Collected data entries:
◇ ◇ ◇ ◇ ◇ ◇ ◇

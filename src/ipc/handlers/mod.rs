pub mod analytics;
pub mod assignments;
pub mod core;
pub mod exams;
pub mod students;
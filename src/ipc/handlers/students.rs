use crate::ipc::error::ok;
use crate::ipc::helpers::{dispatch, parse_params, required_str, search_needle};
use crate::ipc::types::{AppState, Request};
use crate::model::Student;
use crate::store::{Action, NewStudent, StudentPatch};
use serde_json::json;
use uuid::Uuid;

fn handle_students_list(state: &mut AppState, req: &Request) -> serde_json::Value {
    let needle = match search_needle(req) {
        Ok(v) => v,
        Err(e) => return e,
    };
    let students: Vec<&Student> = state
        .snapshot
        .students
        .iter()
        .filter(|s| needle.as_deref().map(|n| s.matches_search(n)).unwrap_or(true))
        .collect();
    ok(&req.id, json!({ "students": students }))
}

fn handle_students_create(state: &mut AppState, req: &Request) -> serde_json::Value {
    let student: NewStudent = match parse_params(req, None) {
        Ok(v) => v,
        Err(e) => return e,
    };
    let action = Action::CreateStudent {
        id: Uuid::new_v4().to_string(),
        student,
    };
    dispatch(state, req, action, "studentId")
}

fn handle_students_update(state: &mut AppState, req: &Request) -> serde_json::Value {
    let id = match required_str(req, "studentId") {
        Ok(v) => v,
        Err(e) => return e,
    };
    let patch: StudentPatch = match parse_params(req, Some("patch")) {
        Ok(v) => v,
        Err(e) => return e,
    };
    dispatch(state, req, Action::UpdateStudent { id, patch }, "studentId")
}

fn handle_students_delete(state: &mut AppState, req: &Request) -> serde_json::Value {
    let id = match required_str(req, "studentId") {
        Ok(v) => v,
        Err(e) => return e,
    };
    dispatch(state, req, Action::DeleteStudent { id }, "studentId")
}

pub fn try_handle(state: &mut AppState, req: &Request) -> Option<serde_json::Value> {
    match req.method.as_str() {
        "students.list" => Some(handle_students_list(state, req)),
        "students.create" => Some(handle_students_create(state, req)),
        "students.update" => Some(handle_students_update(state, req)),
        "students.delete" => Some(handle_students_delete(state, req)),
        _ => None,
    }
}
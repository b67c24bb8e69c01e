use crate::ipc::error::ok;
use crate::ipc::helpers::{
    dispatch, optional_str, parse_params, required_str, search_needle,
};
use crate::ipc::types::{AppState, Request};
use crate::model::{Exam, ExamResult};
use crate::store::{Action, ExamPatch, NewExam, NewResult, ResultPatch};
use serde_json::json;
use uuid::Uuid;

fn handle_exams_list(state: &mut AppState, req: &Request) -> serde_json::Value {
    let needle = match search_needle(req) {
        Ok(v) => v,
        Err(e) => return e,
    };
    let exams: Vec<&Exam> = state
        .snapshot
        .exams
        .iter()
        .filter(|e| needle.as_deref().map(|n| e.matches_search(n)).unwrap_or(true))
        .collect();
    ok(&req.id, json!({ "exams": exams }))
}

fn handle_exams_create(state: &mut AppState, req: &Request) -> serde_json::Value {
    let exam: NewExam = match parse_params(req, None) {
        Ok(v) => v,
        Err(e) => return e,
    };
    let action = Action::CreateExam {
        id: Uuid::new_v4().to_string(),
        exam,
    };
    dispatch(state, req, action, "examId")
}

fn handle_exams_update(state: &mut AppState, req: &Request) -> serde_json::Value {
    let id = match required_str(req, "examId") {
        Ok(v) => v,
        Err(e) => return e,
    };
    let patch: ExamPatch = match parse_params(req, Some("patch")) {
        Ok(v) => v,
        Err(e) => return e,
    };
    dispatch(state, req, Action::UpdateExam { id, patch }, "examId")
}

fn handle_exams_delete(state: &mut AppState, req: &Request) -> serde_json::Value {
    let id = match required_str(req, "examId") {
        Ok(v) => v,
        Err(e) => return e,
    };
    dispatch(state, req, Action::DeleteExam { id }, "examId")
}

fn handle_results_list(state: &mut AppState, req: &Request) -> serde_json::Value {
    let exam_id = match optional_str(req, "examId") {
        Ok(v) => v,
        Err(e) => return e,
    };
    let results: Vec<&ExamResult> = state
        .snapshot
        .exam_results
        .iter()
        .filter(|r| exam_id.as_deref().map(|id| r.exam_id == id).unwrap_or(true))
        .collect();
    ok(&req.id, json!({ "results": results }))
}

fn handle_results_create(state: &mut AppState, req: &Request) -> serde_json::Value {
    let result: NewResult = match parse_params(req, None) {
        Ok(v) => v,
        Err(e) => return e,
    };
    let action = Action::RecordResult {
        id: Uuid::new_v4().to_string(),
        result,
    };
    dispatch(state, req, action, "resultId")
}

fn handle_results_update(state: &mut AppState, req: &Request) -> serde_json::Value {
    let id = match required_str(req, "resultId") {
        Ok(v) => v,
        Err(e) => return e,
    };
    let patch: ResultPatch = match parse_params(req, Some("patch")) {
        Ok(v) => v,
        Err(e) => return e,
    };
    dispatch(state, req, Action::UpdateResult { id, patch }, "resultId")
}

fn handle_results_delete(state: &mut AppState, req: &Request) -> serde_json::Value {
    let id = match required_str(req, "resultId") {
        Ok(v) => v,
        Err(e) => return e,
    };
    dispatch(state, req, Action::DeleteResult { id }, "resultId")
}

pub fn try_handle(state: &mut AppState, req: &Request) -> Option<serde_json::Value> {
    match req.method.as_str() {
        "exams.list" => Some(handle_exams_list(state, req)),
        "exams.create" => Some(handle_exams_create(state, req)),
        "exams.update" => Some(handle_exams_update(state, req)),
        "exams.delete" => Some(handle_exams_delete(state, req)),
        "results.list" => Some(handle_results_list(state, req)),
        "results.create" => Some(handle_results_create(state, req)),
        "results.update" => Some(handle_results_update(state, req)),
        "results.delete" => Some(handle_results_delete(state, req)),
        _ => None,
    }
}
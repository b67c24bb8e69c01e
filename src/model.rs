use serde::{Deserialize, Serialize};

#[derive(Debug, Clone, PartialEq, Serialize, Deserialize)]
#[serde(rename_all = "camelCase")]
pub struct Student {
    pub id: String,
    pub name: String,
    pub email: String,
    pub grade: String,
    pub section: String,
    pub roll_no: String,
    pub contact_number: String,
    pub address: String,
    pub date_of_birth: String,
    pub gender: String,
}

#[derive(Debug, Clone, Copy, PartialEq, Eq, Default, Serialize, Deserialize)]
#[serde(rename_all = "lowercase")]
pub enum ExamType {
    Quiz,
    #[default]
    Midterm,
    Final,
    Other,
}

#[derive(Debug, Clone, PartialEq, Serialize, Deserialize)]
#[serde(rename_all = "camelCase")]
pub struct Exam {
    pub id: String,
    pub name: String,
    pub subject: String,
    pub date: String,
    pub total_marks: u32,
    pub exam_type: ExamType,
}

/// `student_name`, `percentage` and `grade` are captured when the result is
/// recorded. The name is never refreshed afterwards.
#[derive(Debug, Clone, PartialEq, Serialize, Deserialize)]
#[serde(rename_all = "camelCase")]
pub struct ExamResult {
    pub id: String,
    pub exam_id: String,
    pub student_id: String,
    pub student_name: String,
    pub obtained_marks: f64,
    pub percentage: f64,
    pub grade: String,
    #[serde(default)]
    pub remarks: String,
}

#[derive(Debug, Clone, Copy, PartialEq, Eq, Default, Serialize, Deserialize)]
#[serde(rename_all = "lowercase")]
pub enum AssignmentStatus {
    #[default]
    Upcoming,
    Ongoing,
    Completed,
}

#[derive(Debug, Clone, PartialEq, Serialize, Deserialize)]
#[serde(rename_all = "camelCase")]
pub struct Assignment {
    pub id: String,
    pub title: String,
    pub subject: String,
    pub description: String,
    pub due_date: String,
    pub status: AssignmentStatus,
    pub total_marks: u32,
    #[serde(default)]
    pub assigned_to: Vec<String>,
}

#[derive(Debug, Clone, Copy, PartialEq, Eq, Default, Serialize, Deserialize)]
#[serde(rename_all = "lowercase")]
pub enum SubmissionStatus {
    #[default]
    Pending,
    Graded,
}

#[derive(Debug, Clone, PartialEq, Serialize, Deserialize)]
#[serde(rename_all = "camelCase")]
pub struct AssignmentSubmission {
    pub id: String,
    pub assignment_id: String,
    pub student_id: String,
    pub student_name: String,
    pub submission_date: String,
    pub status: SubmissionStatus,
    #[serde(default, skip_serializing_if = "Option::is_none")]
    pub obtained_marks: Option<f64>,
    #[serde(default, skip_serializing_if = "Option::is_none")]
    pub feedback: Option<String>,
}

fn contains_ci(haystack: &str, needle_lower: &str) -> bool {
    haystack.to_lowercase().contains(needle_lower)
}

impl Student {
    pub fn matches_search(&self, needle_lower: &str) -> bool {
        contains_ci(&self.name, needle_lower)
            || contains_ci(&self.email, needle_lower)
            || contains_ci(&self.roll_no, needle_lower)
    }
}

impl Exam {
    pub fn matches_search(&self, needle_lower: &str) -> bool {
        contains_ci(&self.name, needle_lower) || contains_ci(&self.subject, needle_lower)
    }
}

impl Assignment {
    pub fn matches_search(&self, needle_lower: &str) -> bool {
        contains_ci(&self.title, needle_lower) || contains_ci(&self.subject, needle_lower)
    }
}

◇ ◇ ◇ ◇ ◇ ◇ ◇

ACTIVITY: Where a line of the records above holds the word "impl", count it; give the total as a single number and nothing else.

RESPONSE BOX: 3